# What the task requires:
Please repeat the lines below exactly. Begin with the line containing "filename audio-search-rs/src/pipeline.rs" and go on through the line containing "logged, never returned.".
◇ ◇ ◇ ◇
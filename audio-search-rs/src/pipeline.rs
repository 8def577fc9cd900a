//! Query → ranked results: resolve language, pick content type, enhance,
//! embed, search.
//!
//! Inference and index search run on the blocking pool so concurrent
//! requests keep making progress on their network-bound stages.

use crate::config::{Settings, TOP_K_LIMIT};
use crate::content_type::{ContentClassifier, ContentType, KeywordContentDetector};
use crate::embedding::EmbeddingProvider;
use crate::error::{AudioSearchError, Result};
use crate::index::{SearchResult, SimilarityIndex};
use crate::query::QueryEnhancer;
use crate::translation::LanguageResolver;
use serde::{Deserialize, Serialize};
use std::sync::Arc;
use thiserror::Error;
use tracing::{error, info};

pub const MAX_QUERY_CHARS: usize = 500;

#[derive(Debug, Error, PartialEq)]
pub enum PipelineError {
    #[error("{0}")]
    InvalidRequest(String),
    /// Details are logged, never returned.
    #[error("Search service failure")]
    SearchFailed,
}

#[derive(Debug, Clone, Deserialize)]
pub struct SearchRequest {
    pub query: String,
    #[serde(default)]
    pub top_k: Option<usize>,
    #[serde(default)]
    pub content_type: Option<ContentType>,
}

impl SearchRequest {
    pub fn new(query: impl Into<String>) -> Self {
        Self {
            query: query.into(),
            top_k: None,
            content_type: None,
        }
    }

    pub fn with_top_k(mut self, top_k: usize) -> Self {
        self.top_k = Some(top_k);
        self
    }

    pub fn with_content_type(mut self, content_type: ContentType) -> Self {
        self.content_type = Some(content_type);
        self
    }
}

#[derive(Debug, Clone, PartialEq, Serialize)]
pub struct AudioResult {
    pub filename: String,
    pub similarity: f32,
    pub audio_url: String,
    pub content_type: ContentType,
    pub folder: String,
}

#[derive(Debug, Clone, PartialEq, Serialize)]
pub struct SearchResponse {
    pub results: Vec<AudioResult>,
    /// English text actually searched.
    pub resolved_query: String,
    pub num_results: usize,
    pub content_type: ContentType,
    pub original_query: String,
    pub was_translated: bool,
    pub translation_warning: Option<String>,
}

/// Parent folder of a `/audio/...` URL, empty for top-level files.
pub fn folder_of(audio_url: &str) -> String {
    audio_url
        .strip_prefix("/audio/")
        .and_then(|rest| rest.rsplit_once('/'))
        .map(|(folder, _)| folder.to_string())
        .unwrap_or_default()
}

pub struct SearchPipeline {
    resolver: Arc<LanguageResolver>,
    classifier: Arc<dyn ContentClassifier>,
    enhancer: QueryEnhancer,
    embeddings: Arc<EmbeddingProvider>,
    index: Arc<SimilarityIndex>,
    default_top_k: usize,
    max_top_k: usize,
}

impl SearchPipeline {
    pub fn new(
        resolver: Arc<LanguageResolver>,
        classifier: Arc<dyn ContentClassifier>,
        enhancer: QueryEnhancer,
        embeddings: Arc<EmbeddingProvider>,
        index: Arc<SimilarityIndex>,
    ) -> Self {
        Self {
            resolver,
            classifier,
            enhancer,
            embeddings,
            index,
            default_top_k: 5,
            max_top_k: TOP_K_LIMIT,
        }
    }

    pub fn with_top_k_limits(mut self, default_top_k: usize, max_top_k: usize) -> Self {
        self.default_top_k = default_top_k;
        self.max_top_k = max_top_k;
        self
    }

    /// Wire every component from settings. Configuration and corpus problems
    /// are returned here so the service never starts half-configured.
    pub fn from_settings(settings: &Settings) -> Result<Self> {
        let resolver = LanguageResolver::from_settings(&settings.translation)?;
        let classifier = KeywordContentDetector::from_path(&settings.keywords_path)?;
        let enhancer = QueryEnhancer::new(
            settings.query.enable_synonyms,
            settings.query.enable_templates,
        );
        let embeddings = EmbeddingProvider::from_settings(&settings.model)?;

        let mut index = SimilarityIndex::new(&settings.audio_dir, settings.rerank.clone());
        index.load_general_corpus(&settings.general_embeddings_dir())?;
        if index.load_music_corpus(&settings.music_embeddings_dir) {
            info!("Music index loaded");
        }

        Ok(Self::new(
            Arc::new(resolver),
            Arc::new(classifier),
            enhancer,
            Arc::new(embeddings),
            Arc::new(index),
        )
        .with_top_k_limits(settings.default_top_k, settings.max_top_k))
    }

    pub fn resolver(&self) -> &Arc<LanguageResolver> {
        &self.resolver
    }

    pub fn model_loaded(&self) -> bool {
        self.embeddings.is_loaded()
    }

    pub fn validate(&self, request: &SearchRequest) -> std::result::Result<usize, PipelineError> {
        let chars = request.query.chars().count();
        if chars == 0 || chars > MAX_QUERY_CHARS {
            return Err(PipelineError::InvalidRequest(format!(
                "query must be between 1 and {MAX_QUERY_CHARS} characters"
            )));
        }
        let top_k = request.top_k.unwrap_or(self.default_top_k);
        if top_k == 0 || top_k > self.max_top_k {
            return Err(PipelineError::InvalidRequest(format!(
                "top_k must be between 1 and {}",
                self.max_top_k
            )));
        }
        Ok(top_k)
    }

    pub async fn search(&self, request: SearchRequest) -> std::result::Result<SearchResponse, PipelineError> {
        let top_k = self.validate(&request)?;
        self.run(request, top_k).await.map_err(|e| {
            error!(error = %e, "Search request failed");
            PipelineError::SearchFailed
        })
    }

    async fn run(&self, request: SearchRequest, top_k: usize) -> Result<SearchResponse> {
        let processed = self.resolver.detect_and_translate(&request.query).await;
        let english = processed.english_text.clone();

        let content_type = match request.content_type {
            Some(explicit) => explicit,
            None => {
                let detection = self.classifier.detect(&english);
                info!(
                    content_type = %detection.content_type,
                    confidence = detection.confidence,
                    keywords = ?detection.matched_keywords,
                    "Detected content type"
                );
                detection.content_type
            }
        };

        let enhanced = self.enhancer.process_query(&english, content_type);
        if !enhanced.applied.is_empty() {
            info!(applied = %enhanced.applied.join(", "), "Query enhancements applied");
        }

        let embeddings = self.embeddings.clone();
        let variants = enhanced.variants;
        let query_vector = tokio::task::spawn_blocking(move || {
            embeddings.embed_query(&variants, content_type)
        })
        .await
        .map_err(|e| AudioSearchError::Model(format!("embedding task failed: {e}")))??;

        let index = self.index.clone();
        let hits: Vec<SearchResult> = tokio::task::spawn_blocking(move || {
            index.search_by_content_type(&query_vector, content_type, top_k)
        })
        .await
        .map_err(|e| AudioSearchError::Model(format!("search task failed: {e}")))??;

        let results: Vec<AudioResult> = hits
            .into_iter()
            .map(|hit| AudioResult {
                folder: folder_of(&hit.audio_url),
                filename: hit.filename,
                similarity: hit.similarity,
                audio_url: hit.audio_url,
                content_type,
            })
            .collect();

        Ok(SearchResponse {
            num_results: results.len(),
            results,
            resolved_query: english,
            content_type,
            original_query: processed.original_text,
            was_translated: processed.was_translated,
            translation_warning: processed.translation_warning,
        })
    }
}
◇ ◇ ◇ ◇
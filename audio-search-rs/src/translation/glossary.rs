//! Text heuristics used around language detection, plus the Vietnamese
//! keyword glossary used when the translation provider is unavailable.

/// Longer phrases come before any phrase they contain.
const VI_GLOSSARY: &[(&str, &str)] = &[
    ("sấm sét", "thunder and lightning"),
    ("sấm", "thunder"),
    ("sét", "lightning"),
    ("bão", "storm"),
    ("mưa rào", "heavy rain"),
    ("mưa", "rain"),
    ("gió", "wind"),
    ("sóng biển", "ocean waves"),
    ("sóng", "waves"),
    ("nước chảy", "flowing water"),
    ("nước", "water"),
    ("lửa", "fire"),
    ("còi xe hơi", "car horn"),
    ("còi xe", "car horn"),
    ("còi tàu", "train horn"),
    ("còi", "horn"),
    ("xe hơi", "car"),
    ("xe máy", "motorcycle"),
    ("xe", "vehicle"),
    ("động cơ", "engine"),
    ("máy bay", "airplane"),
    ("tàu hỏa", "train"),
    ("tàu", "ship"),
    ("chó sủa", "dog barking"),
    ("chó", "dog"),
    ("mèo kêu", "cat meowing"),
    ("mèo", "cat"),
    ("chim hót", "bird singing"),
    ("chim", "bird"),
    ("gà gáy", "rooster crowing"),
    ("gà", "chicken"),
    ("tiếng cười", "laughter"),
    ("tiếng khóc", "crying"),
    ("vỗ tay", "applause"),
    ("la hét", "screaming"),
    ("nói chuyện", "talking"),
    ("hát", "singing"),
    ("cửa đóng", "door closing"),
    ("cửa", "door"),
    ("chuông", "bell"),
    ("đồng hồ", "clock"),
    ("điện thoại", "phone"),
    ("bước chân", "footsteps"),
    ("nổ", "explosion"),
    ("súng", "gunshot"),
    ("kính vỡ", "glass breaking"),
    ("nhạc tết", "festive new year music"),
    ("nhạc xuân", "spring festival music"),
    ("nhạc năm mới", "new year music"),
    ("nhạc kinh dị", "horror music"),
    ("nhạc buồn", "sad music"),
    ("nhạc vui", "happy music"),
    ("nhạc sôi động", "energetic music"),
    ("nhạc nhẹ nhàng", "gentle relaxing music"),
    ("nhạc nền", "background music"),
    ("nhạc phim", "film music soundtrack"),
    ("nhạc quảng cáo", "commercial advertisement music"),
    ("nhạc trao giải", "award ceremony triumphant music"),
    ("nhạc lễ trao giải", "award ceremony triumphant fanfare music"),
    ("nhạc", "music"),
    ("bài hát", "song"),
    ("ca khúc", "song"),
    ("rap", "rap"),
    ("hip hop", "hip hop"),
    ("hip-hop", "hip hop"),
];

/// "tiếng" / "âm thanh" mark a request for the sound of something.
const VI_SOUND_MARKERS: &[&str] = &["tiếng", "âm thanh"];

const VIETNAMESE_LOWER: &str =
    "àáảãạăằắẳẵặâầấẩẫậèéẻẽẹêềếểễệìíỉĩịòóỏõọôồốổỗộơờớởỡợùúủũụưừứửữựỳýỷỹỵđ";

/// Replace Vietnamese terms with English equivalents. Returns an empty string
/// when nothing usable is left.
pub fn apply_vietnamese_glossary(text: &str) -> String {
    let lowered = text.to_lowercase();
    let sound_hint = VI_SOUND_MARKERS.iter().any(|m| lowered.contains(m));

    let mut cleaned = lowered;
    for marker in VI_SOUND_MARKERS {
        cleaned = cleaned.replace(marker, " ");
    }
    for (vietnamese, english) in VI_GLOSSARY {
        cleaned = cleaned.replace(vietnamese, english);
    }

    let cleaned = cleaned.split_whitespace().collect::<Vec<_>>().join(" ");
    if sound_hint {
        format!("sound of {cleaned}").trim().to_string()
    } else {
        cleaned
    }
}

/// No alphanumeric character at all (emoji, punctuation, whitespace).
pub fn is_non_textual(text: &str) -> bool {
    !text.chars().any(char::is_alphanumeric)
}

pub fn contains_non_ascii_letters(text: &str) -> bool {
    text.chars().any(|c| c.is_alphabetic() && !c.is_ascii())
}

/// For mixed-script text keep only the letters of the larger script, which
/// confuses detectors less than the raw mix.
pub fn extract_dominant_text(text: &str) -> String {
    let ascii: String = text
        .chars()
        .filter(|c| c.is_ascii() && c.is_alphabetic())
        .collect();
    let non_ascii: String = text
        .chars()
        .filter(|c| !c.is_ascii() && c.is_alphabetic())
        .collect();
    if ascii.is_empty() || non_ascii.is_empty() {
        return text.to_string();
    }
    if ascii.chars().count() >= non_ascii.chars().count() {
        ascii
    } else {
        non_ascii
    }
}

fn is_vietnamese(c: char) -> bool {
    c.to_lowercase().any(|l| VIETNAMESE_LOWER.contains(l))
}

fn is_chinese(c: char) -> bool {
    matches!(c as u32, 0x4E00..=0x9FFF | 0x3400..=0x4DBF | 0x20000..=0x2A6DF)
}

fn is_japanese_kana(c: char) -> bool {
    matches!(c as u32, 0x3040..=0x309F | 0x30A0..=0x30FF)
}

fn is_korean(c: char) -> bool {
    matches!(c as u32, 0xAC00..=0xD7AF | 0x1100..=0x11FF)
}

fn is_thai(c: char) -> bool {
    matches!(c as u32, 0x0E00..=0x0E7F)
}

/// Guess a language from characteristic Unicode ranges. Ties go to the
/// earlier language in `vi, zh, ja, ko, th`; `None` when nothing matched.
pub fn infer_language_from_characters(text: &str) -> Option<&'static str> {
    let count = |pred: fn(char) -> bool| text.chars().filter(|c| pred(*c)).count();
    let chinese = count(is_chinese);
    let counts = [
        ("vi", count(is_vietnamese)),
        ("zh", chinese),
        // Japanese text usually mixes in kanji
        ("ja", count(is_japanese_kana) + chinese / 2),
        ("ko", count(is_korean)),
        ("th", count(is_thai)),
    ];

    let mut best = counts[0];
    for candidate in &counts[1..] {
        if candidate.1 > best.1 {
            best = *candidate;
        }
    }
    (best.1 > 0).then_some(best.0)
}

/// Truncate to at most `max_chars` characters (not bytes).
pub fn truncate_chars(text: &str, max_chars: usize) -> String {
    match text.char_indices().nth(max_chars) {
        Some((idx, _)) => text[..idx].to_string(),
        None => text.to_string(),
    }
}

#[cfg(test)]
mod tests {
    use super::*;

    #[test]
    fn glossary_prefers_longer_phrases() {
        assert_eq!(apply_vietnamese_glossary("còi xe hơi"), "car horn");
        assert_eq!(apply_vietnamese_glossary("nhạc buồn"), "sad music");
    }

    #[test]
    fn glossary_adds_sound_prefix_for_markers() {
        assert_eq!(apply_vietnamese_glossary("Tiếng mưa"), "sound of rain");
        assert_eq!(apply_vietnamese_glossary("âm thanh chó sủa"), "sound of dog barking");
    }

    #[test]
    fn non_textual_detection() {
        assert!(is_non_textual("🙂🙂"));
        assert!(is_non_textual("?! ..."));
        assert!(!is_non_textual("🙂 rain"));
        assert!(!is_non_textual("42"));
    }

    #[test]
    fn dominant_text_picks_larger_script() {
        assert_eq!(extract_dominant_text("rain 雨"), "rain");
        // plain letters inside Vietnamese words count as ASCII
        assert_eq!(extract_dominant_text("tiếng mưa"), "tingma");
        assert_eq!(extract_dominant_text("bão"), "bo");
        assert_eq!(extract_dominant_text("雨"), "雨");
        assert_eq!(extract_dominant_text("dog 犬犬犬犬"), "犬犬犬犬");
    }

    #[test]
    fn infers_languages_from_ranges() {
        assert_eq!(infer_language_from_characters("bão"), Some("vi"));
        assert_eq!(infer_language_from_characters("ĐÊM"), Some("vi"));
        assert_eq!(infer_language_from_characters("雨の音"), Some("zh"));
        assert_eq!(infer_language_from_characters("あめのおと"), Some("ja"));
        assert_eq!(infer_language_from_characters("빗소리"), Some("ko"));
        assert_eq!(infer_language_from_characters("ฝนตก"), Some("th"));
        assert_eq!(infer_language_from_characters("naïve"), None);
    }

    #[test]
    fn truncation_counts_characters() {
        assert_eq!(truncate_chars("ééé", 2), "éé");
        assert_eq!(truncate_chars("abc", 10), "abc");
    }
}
◇ ◇ ◇ ◇
# Solution:
filename audio-search-rs/src/pipeline.rs
repository 8def577fc9cd900a
//! Query → ranked results: resolve language, pick content type, enhance,
//! embed, search.
//!
//! Inference and index search run on the blocking pool so concurrent
//! requests keep making progress on their network-bound stages.

use crate::config::{Settings, TOP_K_LIMIT};
use crate::content_type::{ContentClassifier, ContentType, KeywordContentDetector};
use crate::embedding::EmbeddingProvider;
use crate::error::{AudioSearchError, Result};
use crate::index::{SearchResult, SimilarityIndex};
use crate::query::QueryEnhancer;
use crate::translation::LanguageResolver;
use serde::{Deserialize, Serialize};
use std::sync::Arc;
use thiserror::Error;
use tracing::{error, info};

pub const MAX_QUERY_CHARS: usize = 500;

#[derive(Debug, Error, PartialEq)]
pub enum PipelineError {
    #[error("{0}")]
    InvalidRequest(String),
    /// Details are logged, never returned.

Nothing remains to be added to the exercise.